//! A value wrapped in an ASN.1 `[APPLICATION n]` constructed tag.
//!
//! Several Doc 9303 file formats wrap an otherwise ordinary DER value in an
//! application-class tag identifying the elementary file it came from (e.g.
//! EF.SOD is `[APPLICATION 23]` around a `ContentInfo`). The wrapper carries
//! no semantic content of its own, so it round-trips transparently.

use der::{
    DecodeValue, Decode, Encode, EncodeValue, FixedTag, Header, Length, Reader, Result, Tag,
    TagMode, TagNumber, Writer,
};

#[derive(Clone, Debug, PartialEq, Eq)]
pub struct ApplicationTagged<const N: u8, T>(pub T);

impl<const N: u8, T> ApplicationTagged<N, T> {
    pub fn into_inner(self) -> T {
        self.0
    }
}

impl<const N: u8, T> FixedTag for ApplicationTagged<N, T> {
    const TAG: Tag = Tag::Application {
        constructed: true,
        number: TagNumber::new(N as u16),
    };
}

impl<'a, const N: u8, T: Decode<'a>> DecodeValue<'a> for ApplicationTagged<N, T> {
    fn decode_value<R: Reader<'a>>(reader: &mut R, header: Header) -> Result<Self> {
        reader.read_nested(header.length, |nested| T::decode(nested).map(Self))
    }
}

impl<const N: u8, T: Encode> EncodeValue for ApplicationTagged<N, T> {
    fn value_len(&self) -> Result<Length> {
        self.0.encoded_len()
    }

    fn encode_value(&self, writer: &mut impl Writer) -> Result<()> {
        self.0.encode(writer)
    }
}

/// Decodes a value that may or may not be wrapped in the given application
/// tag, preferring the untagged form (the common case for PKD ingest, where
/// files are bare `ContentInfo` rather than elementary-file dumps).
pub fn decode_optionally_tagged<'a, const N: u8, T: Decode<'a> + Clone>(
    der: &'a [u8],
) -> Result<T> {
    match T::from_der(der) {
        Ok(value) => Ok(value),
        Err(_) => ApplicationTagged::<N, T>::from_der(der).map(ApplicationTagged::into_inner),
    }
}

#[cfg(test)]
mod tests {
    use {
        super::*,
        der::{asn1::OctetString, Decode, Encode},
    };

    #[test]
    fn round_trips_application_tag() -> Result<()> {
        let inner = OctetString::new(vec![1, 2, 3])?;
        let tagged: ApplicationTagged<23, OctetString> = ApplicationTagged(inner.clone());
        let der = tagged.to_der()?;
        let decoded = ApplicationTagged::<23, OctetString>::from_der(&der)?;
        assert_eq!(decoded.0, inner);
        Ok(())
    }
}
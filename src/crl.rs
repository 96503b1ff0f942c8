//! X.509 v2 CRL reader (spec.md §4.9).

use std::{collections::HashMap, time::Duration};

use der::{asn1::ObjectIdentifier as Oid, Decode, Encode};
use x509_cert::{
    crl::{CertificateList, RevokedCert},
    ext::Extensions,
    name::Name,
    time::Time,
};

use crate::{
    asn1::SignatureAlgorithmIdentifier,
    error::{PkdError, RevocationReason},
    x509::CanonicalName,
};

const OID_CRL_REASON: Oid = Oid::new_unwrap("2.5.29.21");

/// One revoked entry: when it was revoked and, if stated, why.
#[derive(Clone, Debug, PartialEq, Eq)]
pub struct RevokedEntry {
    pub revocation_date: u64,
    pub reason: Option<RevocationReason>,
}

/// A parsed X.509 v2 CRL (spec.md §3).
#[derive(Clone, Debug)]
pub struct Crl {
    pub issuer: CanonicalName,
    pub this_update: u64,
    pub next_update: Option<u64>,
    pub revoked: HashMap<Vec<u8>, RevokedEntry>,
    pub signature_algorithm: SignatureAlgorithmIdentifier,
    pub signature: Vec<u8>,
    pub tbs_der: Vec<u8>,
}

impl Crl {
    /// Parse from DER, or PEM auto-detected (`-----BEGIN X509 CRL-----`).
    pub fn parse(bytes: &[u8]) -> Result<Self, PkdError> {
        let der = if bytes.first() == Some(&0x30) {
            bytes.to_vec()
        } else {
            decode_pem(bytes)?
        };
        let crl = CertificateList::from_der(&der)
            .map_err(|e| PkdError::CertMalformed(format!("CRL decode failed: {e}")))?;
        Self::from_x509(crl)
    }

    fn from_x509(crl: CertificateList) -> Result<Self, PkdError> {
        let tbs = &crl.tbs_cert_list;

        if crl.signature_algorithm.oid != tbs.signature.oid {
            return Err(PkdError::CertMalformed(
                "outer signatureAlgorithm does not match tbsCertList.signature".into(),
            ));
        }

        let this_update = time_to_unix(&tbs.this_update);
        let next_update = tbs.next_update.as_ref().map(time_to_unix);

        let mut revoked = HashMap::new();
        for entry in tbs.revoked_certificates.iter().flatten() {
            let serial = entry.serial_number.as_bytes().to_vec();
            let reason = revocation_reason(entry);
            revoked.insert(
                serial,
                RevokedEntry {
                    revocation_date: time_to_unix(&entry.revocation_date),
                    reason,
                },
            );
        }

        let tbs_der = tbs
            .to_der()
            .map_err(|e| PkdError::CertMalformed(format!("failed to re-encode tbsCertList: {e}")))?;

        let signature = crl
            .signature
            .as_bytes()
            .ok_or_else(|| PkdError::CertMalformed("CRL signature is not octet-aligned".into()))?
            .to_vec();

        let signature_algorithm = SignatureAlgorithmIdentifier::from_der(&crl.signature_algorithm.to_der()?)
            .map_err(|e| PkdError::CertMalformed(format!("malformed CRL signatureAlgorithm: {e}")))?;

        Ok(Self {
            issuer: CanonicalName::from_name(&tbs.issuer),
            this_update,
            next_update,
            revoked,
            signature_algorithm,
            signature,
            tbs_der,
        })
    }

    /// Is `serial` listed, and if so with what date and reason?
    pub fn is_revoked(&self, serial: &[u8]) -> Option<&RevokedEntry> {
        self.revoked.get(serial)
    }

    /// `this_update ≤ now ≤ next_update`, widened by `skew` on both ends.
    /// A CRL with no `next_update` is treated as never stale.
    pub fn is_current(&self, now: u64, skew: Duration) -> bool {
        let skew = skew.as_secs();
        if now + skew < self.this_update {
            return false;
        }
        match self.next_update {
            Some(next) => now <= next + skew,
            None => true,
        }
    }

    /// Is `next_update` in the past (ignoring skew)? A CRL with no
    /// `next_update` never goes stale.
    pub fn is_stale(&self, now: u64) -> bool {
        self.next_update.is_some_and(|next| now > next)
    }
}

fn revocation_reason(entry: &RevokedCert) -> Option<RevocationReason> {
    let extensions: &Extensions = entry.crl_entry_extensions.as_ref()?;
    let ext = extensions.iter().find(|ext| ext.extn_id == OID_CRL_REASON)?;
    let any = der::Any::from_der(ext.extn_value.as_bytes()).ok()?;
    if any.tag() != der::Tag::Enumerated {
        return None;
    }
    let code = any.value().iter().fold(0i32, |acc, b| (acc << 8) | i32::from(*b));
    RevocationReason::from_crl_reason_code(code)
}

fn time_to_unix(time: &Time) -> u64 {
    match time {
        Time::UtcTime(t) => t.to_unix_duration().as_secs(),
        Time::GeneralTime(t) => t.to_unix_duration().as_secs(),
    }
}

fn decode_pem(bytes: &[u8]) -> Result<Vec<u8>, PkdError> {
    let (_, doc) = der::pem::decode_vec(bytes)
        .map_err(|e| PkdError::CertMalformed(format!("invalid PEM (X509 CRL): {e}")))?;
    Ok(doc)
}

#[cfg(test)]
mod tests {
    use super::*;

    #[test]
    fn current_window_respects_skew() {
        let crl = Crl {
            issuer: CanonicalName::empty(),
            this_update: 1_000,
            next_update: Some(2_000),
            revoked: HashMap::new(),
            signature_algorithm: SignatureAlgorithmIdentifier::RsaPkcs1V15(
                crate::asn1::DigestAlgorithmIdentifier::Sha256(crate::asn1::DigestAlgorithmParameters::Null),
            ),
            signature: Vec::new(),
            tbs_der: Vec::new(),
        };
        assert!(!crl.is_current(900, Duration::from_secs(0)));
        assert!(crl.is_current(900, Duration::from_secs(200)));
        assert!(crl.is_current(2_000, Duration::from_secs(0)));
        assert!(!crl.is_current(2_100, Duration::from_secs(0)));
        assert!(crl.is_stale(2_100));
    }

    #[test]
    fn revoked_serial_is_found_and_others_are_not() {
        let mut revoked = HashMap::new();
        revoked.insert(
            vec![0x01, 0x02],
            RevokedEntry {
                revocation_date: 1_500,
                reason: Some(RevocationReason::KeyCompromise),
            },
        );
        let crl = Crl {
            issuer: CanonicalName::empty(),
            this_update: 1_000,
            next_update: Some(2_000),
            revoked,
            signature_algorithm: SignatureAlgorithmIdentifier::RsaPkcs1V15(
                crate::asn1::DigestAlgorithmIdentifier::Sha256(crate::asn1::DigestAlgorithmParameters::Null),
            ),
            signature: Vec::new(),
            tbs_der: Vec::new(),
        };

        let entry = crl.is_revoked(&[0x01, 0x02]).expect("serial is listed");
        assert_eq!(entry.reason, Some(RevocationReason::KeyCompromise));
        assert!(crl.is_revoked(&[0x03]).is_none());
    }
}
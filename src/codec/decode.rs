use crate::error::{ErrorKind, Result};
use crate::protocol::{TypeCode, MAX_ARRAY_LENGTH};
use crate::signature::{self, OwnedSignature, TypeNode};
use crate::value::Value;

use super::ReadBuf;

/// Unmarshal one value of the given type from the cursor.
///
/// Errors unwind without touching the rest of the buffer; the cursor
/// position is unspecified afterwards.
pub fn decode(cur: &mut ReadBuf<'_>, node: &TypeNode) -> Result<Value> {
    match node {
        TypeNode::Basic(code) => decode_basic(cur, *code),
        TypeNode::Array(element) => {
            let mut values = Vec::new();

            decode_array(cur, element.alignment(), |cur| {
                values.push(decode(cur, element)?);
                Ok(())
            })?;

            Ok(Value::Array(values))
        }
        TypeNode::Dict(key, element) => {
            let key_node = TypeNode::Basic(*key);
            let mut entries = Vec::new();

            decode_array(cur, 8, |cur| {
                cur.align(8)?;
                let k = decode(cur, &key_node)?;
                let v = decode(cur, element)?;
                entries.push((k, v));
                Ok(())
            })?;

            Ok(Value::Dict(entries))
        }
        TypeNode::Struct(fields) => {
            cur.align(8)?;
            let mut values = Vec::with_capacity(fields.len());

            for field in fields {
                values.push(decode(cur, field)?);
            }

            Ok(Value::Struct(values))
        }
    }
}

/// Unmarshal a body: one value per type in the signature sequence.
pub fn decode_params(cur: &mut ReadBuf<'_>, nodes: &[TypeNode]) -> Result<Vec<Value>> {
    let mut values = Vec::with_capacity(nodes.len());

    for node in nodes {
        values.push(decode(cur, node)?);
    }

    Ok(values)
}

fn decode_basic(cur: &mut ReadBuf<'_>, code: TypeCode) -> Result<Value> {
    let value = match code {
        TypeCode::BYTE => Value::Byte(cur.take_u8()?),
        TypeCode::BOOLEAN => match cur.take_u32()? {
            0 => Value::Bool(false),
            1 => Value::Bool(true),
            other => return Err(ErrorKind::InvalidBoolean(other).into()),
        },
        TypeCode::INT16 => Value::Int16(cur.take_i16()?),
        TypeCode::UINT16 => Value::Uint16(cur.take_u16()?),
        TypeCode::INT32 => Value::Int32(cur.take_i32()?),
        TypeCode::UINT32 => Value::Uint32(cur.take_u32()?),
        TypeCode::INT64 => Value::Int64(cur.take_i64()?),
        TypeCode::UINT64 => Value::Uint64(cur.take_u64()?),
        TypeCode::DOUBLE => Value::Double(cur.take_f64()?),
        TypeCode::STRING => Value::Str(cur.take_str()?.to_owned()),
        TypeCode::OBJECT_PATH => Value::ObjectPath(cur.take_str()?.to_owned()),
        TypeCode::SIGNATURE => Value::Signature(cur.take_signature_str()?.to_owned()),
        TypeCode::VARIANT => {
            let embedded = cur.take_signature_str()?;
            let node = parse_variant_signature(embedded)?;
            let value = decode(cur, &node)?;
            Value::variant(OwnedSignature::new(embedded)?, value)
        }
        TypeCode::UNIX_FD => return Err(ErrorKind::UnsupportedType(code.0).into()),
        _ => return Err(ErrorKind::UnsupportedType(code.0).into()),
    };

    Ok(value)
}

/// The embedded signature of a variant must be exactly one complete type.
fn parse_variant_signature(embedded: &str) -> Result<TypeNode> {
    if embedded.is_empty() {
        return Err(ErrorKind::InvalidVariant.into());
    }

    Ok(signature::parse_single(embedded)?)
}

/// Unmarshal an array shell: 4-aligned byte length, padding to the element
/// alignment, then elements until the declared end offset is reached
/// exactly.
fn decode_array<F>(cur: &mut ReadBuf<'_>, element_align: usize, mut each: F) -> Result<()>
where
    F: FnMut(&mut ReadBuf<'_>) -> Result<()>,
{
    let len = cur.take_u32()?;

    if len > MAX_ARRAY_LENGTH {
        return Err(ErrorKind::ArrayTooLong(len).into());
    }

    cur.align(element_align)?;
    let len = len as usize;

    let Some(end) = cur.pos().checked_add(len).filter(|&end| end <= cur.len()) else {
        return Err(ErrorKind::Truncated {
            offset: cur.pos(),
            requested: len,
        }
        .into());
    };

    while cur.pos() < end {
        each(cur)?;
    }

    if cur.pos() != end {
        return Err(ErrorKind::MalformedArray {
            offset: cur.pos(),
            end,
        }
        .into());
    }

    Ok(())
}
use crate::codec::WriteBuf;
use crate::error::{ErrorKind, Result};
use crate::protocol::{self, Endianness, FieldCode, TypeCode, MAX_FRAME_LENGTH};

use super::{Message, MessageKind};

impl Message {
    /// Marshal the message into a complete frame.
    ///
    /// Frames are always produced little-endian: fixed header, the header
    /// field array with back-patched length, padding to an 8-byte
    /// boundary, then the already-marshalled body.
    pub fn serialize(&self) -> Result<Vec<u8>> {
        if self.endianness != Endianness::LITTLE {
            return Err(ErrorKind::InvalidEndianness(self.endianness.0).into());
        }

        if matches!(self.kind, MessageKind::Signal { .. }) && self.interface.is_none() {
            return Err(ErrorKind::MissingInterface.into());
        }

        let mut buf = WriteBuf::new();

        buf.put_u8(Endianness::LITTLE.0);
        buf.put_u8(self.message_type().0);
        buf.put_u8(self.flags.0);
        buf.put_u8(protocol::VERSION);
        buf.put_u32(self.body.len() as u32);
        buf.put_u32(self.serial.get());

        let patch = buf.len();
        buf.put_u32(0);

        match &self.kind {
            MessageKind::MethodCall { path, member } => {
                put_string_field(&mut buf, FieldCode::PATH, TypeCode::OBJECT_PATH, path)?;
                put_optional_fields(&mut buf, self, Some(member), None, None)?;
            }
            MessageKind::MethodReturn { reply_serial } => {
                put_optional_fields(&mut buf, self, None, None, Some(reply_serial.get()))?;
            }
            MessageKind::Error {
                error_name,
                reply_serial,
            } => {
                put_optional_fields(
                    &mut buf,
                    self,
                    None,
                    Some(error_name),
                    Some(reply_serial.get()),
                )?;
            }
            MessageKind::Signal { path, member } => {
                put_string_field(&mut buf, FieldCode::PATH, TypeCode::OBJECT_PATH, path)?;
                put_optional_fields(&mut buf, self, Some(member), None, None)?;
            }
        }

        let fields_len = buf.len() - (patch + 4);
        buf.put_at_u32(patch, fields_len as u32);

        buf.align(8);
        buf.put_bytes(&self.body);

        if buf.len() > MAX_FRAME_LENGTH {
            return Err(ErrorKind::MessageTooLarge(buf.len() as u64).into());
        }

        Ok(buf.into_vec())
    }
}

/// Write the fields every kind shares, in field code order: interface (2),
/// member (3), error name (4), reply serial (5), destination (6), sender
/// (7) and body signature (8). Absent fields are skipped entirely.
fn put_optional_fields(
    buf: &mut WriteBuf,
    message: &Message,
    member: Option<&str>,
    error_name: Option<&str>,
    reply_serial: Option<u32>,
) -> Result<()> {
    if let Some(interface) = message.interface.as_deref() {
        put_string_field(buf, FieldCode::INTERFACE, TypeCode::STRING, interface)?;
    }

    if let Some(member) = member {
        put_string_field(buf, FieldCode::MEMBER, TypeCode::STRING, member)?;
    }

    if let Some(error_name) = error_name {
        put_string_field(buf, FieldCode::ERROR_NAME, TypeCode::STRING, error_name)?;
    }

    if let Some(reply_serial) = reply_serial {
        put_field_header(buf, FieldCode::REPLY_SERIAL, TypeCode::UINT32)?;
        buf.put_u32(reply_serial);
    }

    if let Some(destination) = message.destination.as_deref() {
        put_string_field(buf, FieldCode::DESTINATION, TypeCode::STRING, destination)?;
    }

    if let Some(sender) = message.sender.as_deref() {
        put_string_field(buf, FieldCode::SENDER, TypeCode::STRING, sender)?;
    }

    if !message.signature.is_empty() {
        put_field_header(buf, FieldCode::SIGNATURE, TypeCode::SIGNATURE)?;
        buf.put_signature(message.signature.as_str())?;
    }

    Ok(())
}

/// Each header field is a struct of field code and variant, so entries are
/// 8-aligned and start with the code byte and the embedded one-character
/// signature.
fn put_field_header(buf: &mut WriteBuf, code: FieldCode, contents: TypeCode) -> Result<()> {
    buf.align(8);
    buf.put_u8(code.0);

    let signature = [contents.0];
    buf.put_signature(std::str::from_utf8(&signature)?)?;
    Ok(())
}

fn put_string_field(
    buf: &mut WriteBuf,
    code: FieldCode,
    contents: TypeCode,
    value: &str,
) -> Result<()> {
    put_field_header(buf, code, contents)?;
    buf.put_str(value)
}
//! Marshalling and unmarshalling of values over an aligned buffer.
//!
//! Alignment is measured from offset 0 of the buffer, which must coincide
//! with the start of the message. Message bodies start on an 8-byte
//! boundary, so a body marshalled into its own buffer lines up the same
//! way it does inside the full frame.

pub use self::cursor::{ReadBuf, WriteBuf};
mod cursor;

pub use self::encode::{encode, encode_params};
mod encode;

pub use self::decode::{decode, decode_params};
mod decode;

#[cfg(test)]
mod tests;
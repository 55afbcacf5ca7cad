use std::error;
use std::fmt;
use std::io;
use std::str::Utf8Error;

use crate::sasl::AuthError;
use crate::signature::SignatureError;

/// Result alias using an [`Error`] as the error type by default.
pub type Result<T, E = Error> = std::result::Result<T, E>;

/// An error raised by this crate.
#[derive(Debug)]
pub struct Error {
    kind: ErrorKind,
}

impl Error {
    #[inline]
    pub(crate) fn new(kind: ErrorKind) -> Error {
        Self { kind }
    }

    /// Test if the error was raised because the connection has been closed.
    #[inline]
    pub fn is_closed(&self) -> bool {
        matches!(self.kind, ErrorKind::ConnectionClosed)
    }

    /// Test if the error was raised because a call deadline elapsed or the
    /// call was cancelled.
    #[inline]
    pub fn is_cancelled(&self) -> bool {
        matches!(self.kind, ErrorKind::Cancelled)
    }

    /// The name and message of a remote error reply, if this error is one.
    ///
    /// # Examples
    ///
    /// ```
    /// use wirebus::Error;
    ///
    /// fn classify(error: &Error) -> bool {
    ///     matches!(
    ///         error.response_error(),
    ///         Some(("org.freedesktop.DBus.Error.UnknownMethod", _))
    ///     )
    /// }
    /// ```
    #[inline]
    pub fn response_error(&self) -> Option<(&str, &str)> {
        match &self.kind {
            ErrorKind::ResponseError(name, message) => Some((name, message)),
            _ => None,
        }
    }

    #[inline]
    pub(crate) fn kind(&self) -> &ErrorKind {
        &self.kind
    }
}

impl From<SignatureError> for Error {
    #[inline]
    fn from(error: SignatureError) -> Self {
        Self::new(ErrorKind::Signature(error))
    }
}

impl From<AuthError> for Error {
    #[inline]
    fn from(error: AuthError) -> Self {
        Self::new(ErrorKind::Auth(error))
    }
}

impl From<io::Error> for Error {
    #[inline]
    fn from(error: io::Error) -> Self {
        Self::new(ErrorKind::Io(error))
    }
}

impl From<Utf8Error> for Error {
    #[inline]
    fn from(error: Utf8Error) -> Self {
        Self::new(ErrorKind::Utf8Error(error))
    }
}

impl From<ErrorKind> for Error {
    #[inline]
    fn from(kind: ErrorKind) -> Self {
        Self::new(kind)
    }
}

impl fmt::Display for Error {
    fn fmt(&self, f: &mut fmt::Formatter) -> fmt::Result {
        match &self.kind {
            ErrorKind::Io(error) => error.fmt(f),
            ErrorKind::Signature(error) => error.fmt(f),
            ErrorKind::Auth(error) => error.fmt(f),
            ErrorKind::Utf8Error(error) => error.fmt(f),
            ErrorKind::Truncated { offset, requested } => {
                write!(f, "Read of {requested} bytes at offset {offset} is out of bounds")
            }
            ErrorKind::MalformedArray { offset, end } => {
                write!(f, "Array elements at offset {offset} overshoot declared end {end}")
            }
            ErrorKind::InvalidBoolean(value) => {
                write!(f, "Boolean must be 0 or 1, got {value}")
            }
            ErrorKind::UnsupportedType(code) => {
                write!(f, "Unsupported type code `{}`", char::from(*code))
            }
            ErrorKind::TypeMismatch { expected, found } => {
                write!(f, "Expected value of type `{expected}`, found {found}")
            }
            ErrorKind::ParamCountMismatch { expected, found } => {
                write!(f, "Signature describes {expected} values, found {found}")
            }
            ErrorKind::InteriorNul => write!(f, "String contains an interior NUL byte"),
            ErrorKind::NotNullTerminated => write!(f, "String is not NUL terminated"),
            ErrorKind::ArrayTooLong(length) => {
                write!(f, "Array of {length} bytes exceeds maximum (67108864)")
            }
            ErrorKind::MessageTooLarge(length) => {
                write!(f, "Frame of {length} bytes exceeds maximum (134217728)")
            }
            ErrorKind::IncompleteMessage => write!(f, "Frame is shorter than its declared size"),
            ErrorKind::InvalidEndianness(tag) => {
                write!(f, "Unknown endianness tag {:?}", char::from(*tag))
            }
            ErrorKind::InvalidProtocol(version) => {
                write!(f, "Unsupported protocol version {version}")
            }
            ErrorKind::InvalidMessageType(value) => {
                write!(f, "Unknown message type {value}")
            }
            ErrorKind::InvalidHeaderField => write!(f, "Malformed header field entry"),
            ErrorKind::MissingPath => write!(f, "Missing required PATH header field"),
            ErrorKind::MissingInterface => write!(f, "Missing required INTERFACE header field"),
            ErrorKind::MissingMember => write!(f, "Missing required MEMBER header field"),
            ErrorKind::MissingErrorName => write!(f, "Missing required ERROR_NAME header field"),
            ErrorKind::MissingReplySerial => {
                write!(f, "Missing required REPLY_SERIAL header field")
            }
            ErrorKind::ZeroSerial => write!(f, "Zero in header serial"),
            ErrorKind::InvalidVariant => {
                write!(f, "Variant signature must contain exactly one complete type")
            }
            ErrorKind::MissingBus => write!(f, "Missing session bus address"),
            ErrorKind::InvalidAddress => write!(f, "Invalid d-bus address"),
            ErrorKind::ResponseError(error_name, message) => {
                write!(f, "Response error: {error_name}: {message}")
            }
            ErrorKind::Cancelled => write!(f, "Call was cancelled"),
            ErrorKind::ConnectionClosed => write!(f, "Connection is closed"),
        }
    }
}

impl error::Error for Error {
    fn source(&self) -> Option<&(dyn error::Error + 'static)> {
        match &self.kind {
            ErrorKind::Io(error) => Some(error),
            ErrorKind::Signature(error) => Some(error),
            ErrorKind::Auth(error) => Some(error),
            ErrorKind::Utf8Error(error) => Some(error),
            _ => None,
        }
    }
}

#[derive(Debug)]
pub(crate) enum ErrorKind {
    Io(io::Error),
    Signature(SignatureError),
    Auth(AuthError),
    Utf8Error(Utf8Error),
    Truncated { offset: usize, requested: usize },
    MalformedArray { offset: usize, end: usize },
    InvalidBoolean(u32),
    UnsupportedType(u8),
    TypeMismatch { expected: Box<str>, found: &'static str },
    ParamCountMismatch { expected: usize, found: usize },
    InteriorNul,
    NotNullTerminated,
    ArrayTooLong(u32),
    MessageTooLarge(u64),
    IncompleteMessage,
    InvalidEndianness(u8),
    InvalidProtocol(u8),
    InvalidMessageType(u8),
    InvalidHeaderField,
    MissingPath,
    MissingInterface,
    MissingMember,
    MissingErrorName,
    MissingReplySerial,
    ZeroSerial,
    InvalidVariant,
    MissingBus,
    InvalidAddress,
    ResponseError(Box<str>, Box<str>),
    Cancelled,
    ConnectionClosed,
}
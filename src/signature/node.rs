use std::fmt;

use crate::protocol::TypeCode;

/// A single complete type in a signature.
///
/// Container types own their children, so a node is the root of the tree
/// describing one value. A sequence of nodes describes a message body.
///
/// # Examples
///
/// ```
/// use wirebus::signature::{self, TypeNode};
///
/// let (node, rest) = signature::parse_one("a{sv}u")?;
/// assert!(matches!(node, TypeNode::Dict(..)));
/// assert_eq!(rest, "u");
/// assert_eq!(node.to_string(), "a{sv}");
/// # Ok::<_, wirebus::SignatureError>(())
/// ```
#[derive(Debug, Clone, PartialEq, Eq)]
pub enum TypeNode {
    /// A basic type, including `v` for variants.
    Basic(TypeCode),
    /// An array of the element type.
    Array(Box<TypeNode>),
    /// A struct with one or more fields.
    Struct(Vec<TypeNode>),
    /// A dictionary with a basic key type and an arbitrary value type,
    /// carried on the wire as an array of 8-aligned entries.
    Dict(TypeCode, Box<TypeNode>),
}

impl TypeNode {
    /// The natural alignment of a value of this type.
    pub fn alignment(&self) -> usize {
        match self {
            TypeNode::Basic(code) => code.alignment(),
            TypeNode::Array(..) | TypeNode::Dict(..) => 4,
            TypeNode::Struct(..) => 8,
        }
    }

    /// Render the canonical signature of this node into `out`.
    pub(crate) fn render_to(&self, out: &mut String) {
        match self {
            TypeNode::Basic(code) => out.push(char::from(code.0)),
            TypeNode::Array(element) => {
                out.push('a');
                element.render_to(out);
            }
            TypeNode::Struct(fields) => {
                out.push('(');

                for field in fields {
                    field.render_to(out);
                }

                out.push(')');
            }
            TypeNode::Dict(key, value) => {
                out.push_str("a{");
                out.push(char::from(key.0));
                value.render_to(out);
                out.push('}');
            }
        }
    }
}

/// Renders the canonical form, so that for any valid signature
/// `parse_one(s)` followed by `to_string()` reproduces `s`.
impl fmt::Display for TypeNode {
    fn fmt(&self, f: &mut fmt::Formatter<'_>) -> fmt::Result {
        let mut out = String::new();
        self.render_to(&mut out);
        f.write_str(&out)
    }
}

### [Problem requirements]
Copy out the lines of the records above in which the string "given" appears.

### [Response to the task]
/// Decodes a value that may or may not be wrapped in the given application
/// Unmarshal one value of the given type from the cursor.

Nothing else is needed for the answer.